Question

How does the hydrolysis of fructose- \(1,6-\) biphosphate bring about the reversal of one of the physiologically irreversible steps of glycolysis?

Short answer

Hydrolysis of fructose-1,6-biphosphate by fructose-1,6-bisphosphatase reverses one of the irreversible steps of glycolysis in gluconeogenesis.

Step-by-step solution

- Understanding Glycolysis

Glycolysis is a metabolic pathway that converts glucose into pyruvate, generating energy in the process. Some steps in glycolysis are physiologically irreversible due to their large negative \(\triangle G\) values.

- The Role of Fructose-1,6-biphosphate

Fructose-1,6-biphosphate is an intermediate in glycolysis created by the enzyme phosphofructokinase-1 (PFK-1). The conversion of fructose-6-phosphate to fructose-1,6-biphosphate is one of these physiologically irreversible steps.

- The Concept of Hydrolysis

Hydrolysis is a chemical process where a bond is broken by adding water. In this context, the hydrolysis of fructose-1,6-biphosphate involves breaking its phosphate bond to form simpler molecules with the aid of water.

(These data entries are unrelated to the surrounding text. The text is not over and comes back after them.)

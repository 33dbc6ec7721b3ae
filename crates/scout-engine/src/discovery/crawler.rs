//! Career-link harvesting from a single site.
//!
//! Given a page URL, collect same-host discovery-eligible links, probe the
//! usual career paths, and mine the site's sitemaps for career-ish URLs.
//! ATS links short-circuit everything: once a site is known to delegate to
//! an ATS, the ATS boards are the only links worth returning.

use std::collections::HashSet;
use std::sync::LazyLock;

use scraper::{Html, Selector};
use url::Url;

use scout_core::content;
use scout_core::error::AppError;
use scout_core::stats::Counters;
use scout_core::traits::PageFetcher;
use scout_core::urlutil;

static ANCHOR: LazyLock<Selector> =
    LazyLock::new(|| Selector::parse("a[href]").expect("valid selector"));

const PROBE_PATHS: &[&str] = &[
    "/careers",
    "/jobs",
    "/careers/jobs",
    "/join-us",
    "/work-with-us",
    "/opportunities",
    "/teams",
    "/engineering",
    "/early-careers",
    "/company/careers",
];

const SITEMAP_PATHS: &[&str] = &["/sitemap.xml", "/sitemap_index.xml"];

/// Child sitemaps followed per site before giving up.
const MAX_CHILD_SITEMAPS: usize = 20;

/// Harvest career-like links from a site: page anchors, probe paths, and
/// sitemap entries. Returns ATS links alone when any are found.
pub(crate) async fn extract_career_links<F: PageFetcher>(
    fetcher: &F,
    counters: &Counters,
    raw_url: &str,
) -> Vec<String> {
    let Ok(base) = Url::parse(raw_url) else {
        return Vec::new();
    };

    let mut seen = HashSet::new();
    let mut out = Vec::new();
    let mut ats_out = Vec::new();

    let page = match harvest_page(fetcher, counters, raw_url).await {
        Ok(page) => page,
        Err(err) => {
            counters.inc_error(err.kind(), "discovery");
            tracing::debug!(url = raw_url, error = %err, "career-link crawl failed");
            return Vec::new();
        }
    };
    if !page.ats_links.is_empty() {
        return page.ats_links;
    }
    for link in page.links {
        add_link(&mut seen, &mut out, link);
    }

    if urlutil::is_ats_host(base.host_str().unwrap_or_default()) {
        return out;
    }

    for probe in probe_urls(&base) {
        if seen.contains(&probe) {
            continue;
        }
        let page = match harvest_page(fetcher, counters, &probe).await {
            Ok(page) => page,
            Err(err) => {
                if is_rate_limited(&err) {
                    // The host pushed back; stop probing it this round.
                    return out;
                }
                counters.inc_error(err.kind(), "discovery");
                continue;
            }
        };
        add_link(&mut seen, &mut out, probe);
        if !page.ats_links.is_empty() {
            return page.ats_links;
        }
        for link in page.links {
            add_link(&mut seen, &mut out, link);
        }
    }

    for link in sitemap_career_urls(fetcher, counters, &base).await {
        if urlutil::is_ats_host(&host_of(&link)) {
            add_link(&mut seen, &mut ats_out, link);
        } else {
            add_link(&mut seen, &mut out, link);
        }
    }
    if !ats_out.is_empty() {
        return ats_out;
    }

    out
}

fn add_link(seen: &mut HashSet<String>, out: &mut Vec<String>, link: String) {
    if link.starts_with("http") && seen.insert(link.clone()) {
        out.push(link);
    }
}

struct HarvestedPage {
    links: Vec<String>,
    ats_links: Vec<String>,
}

/// Fetch one page and split its anchors into same-host discovery
/// candidates and ATS board links.
async fn harvest_page<F: PageFetcher>(
    fetcher: &F,
    counters: &Counters,
    target: &str,
) -> Result<HarvestedPage, AppError> {
    let base =
        Url::parse(target).map_err(|e| AppError::UrlError(format!("{target}: {e}")))?;
    let page = fetcher.fetch(target).await?;
    counters.inc_pages_crawled();

    let doc = Html::parse_document(&page.body);
    let mut seen = HashSet::new();
    let mut links = Vec::new();
    let mut ats_links = Vec::new();

    for anchor in doc.select(&ANCHOR) {
        let Some(href) = anchor.value().attr("href").filter(|h| !h.is_empty()) else {
            continue;
        };
        let Some(resolved) = content::resolve_link(&base, href) else {
            continue;
        };
        let Ok((normalized, host)) = urlutil::normalize(&resolved) else {
            continue;
        };
        if !seen.insert(normalized.clone()) {
            continue;
        }
        if urlutil::is_ats_host(&host) {
            ats_links.push(normalized);
            continue;
        }
        if !content::same_host(&base, &host) || !urlutil::is_discovery_eligible(&normalized) {
            continue;
        }
        links.push(normalized);
    }

    Ok(HarvestedPage { links, ats_links })
}

/// Check the standard sitemap locations and pull out career-ish URLs.
/// Sitemap indexes are followed one level down.
async fn sitemap_career_urls<F: PageFetcher>(
    fetcher: &F,
    counters: &Counters,
    base: &Url,
) -> Vec<String> {
    let mut seen = HashSet::new();
    let mut out = Vec::new();

    for path in SITEMAP_PATHS {
        let mut sitemap_url = base.clone();
        sitemap_url.set_path(path);
        sitemap_url.set_query(None);

        let Ok(page) = fetcher.fetch(sitemap_url.as_str()).await else {
            continue;
        };
        counters.inc_pages_crawled();

        if page.body.contains("<sitemapindex") {
            for child in extract_locs(&page.body).into_iter().take(MAX_CHILD_SITEMAPS) {
                let Ok(child_page) = fetcher.fetch(&child).await else {
                    continue;
                };
                counters.inc_pages_crawled();
                collect_career_locs(&child_page.body, &mut seen, &mut out);
            }
        } else {
            collect_career_locs(&page.body, &mut seen, &mut out);
        }
    }
    out
}

fn collect_career_locs(xml: &str, seen: &mut HashSet<String>, out: &mut Vec<String>) {
    for loc in extract_locs(xml) {
        if accept_sitemap_url(&loc) && seen.insert(loc.clone()) {
            out.push(loc);
        }
    }
}

/// Pull `<loc>` values out of sitemap XML with a plain scan. Sitemaps use
/// XML namespaces that HTML parsers mangle, and the format is rigid enough
/// that string slicing is the dependable option.
fn extract_locs(xml: &str) -> Vec<String> {
    let mut locs = Vec::new();
    let mut rest = xml;
    while let Some(start) = rest.find("<loc>") {
        rest = &rest[start + 5..];
        let Some(end) = rest.find("</loc>") else {
            break;
        };
        let loc = rest[..end]
            .trim()
            .replace("&amp;", "&")
            .replace("&lt;", "<")
            .replace("&gt;", ">")
            .replace("&quot;", "\"")
            .replace("&apos;", "'");
        if !loc.is_empty() {
            locs.push(loc);
        }
        rest = &rest[end + 6..];
    }
    locs
}

fn accept_sitemap_url(url: &str) -> bool {
    let lower = url.to_lowercase();
    [
        "career",
        "job",
        "opening",
        "position",
        "opportun",
        "join-us",
        "work-with-us",
        "early-careers",
    ]
    .iter()
    .any(|kw| lower.contains(kw))
}

fn probe_urls(base: &Url) -> Vec<String> {
    PROBE_PATHS
        .iter()
        .map(|path| {
            let mut probe = base.clone();
            probe.set_path(path);
            probe.set_query(None);
            probe.set_fragment(None);
            probe.to_string()
        })
        .collect()
}

fn host_of(raw: &str) -> String {
    Url::parse(raw)
        .ok()
        .and_then(|u| u.host_str().map(str::to_string))
        .unwrap_or_default()
}

fn is_rate_limited(err: &AppError) -> bool {
    matches!(err, AppError::FetchError { status: 429, .. })
}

- Reverse of Irreversible Step in Gluconeogenesis

During gluconeogenesis, the reverse process of glycolysis, the enzyme fructose-1,6-bisphosphatase catalyzes the hydrolysis of fructose-1,6-biphosphate back to fructose-6-phosphate and inorganic phosphate. This step reverses one of the irreversible steps in glycolysis, bypassing the need for PFK-1.

- Net Effect

The hydrolysis reaction does not directly produce ATP but allows the pathway to be reversed under different regulatory mechanisms, effectively bypassing the physiological irreversibility imposed by the large \(\triangle G\) of the PFK-1 catalyzed step.

Key concepts

Fructose-1,6-bisphosphate

Fructose-1,6-bisphosphate is a key intermediate within the glycolytic pathway. It is formed from fructose-6-phosphate via the enzyme phosphofructokinase-1 (PFK-1). This conversion is significant because it represents one of the 'commitment' steps in glycolysis, irreversible under normal physiological conditions due to a large negative \(\triangle G\). The molecule itself is composed of a fructose backbone with phosphate groups attached at the first and sixth carbon positions. This configuration makes it highly reactive and crucial for subsequent steps in the pathway.

Hydrolysis

Hydrolysis is a fundamental chemical reaction where a molecule is split into two parts through the addition of water. In the context of glycolysis and gluconeogenesis, the hydrolysis of fructose-1,6-bisphosphate means breaking one of its phosphate bonds to get simpler molecules. The enzyme fructose-1,6-bisphosphatase catalyzes this reaction, producing fructose-6-phosphate and inorganic phosphate. This reaction is vital in gluconeogenesis, as it reverses an otherwise irreversible step in glycolysis, thus facilitating the formation of glucose from non-carbohydrate precursors.

Gluconeogenesis

Gluconeogenesis is a metabolic pathway that produces glucose from non-carbohydrate substrates like lactate, glycerol, and certain amino acids. It primarily occurs in the liver and to a lesser extent in the kidneys. One of the interesting aspects of gluconeogenesis is that it 'reverses' certain steps of glycolysis, which is otherwise a catabolic process. Crucially, the hydrolysis of fructose-1,6-bisphosphate by the enzyme fructose-1,6-bisphosphatase bypasses the irreversible step catalyzed by phosphofructokinase-1 in glycolysis. This allows the cell to effectively 'undo' the glycolytic step and proceed with glucose synthesis.

Phosphofructokinase-1 (PFK-1)

Phosphofructokinase-1 (PFK-1) is an important regulatory enzyme in the glycolytic pathway. It catalyzes the phosphorylation of fructose-6-phosphate to fructose-1,6-bisphosphate using ATP. This step is a significant control point in glycolysis and is heavily regulated by various factors including ATP, AMP, and citrate. Due to its high control and irreversible nature within physiological contexts, PFK-1 is one of the most studied enzymes in metabolism. Its action ensures that the glycolytic pathway commits to the breakdown of glucose for energy production. However, in gluconeogenesis, this step is bypassed by the action of fructose-1,6-bisphosphatase, allowing glucose synthesis to occur.